The Arizona gun range where a nine-year-old girl accidently killed an instructor after firing an sub-machine gun has said it is reviewing its policy following the incident.
Charles Vacca was shot in the head after giving a lesson to the girl in how to fire an Uzi at the Last Stop shooting range in White Hills, Arizona.
The girl, who was with her parents at the time, was originally shown how to fire a single shot at a target on the range. However, she lost control of the weapon after it was switched to automatic, with the recoil resulting in the girl accidently hitting Vacca in the head.
The 39-year-old war veteran died after he was airlifted to a hospital in Las Vegas.
The incident sparked a wave of controversy in the US and abroad, with many asking why a girl so young was allowed to handle such a powerful firearm.
Gun laws in Arizona state a person must be 18 to carry a hunting weapon such as a rifle and 21 for a handgun. However, this law does not apply on private property and gun ranges decide themselves how young a child can be to fire a gun. The Arizona website in question, which offers a "Burger and Bullets" meal deal, said children aged eight and over could fire a weapon if accompanied by a parent or career and an instructor.

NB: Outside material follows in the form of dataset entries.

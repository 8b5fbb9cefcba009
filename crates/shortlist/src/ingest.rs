//! Boundary between loosely-typed evaluator JSON and the strictly typed
//! ranking input.
//!
//! CRITICAL: conversion fails closed. A record that cannot be turned into a
//! valid `Evaluation` rejects the whole batch; missing scoring fields are
//! never silently defaulted. The only derived field is the display-only
//! `grade`, computed from the already-validated score when the evaluator
//! omitted it.

use serde_json::Value;

use crate::errors::ShortlistError;
use crate::models::{score_in_range, Evaluation, Grade};

/// Converts evaluator output into validated `Evaluation` records.
///
/// Accepts the two shapes the evaluator produces:
/// - flat rows: `[{"candidate_id": ..., "persona_id": ..., "score": ...}]`
/// - candidate blocks: `[{"candidate_id": ..., "persona_results": [...]}]`,
///   where rows inherit the block's `candidate_id` when they carry none.
///
/// `index` in errors refers to the record's position in the top-level array.
pub fn parse_evaluations(payload: &Value) -> Result<Vec<Evaluation>, ShortlistError> {
    let items = payload
        .as_array()
        .ok_or_else(|| ShortlistError::InvalidPayload {
            got: json_type_name(payload),
        })?;

    let mut evaluations = Vec::new();
    for (index, item) in items.iter().enumerate() {
        match item.get("persona_results") {
            Some(results) => {
                let candidate_id = require_string(item, "candidate_id", index)?;
                if candidate_id.trim().is_empty() {
                    return Err(ShortlistError::EmptyField {
                        index,
                        field: "candidate_id",
                    });
                }
                let rows = results
                    .as_array()
                    .ok_or_else(|| ShortlistError::InvalidField {
                        index,
                        field: "persona_results",
                        detail: format!("expected an array, got {}", json_type_name(results)),
                    })?;
                for row in rows {
                    evaluations.push(parse_row(row, Some(candidate_id.as_str()), index)?);
                }
            }
            None => evaluations.push(parse_row(item, None, index)?),
        }
    }

    Ok(evaluations)
}

/// Parses one evaluation row. `inherited_candidate` carries the enclosing
/// block's id for the nested shape.
fn parse_row(
    row: &Value,
    inherited_candidate: Option<&str>,
    index: usize,
) -> Result<Evaluation, ShortlistError> {
    if !row.is_object() {
        return Err(ShortlistError::InvalidField {
            index,
            field: "evaluation",
            detail: format!("expected an object, got {}", json_type_name(row)),
        });
    }

    let candidate_id = match optional_string(row, "candidate_id", index)? {
        Some(id) => id,
        None => inherited_candidate
            .map(str::to_string)
            .ok_or(ShortlistError::MissingField {
                index,
                field: "candidate_id",
            })?,
    };
    if candidate_id.trim().is_empty() {
        return Err(ShortlistError::EmptyField {
            index,
            field: "candidate_id",
        });
    }

    let persona_id = require_string(row, "persona_id", index)?;
    if persona_id.trim().is_empty() {
        return Err(ShortlistError::EmptyField {
            index,
            field: "persona_id",
        });
    }

    let score = match row.get("score") {
        None | Some(Value::Null) => {
            return Err(ShortlistError::MissingField {
                index,
                field: "score",
            })
        }
        Some(value) => value.as_f64().ok_or_else(|| ShortlistError::InvalidField {
            index,
            field: "score",
            detail: format!("expected a number, got {}", json_type_name(value)),
        })?,
    };
    if !score_in_range(score) {
        return Err(ShortlistError::InvalidScore {
            index,
            candidate_id,
            persona_id,
            score,
        });
    }

    let grade = match optional_string(row, "grade", index)? {
        Some(letter) => letter
            .parse::<Grade>()
            .map_err(|detail| ShortlistError::InvalidField {
                index,
                field: "grade",
                detail,
            })?,
        None => Grade::from_score(score),
    };

    let persona_name = match optional_string(row, "persona_name", index)? {
        Some(name) if !name.trim().is_empty() => name,
        _ => persona_id.clone(),
    };

    let strengths = string_list(row, "strengths", index)?;
    let gaps = string_list(row, "gaps", index)?;
    let explanation = optional_string(row, "explanation", index)?.unwrap_or_default();

    Ok(Evaluation {
        candidate_id,
        persona_id,
        persona_name,
        score,
        grade,
        strengths,
        gaps,
        explanation,
    })
}

/// Reads a field that must be a string when present. Absent and `null` are
/// both treated as absent.
fn optional_string(
    row: &Value,
    field: &'static str,
    index: usize,
) -> Result<Option<String>, ShortlistError> {
    match row.get(field) {
        None | Some(Value::Null) => Ok(None),
        Some(Value::String(s)) => Ok(Some(s.clone())),
        Some(other) => Err(ShortlistError::InvalidField {
            index,
            field,
            detail: format!("expected a string, got {}", json_type_name(other)),
        }),
    }
}

fn require_string(
    row: &Value,
    field: &'static str,
    index: usize,
) -> Result<String, ShortlistError> {
    optional_string(row, field, index)?.ok_or(ShortlistError::MissingField { index, field })
}

/// Reads an optional string array. Non-string items are skipped; a present
/// non-array value is rejected.
fn string_list(
    row: &Value,
    field: &'static str,
    index: usize,
) -> Result<Vec<String>, ShortlistError> {
    match row.get(field) {
        None | Some(Value::Null) => Ok(Vec::new()),
        Some(Value::Array(items)) => Ok(items
            .iter()
            .filter_map(|item| item.as_str().map(String::from))
            .collect()),
        Some(other) => Err(ShortlistError::InvalidField {
            index,
            field,
            detail: format!("expected an array, got {}", json_type_name(other)),
        }),
    }
}

fn json_type_name(value: &Value) -> &'static str {
    match value {
        Value::Null => "null",
        Value::Bool(_) => "a boolean",
        Value::Number(_) => "a number",
        Value::String(_) => "a string",
        Value::Array(_) => "an array",
        Value::Object(_) => "an object",
    }
}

However, following the shooting, the gun range has said it has reviewed its policy and has increased the minimum age to 12-years-old or "at least five feet tall", reported CBS.
The shooting has once again sparked the discussion of gun laws and ownership in the US. Some have argued said there is no need to impose a minimum age for handling weapons at firing ranges.
Charles Heller, media coordinator for gun-rights group Arizona Citizens Defense League, told Mashable: "If they can reason between right and wrong, and they can follow directions and they have the physical capabilities then it's okay."
Gerry Hills, founder of Americans for Gun Safety, has called for stricter gun control and said he didn't see "any reason in the world" why parents would let their nine-year-old child fire an Uzi.
"We have better safety standards for who gets to ride a roller coaster at an amusement park," he told the Associated Press.
Sam Scarmardo, the operator of the Last Stop firing range, said they had not had single accident in the 12 years they've been operating before the shooting.
"We really don't know what happened. Our guys are trained to basically hover over people when they're shooting," he said.
"If they're shooting right-handed, we have our right-hand behind them ready to push the weapon out of the way. And if they're left-handed, the same thing."
The identities of the young girl of her parents have not been released and no charges are set to be filed against them.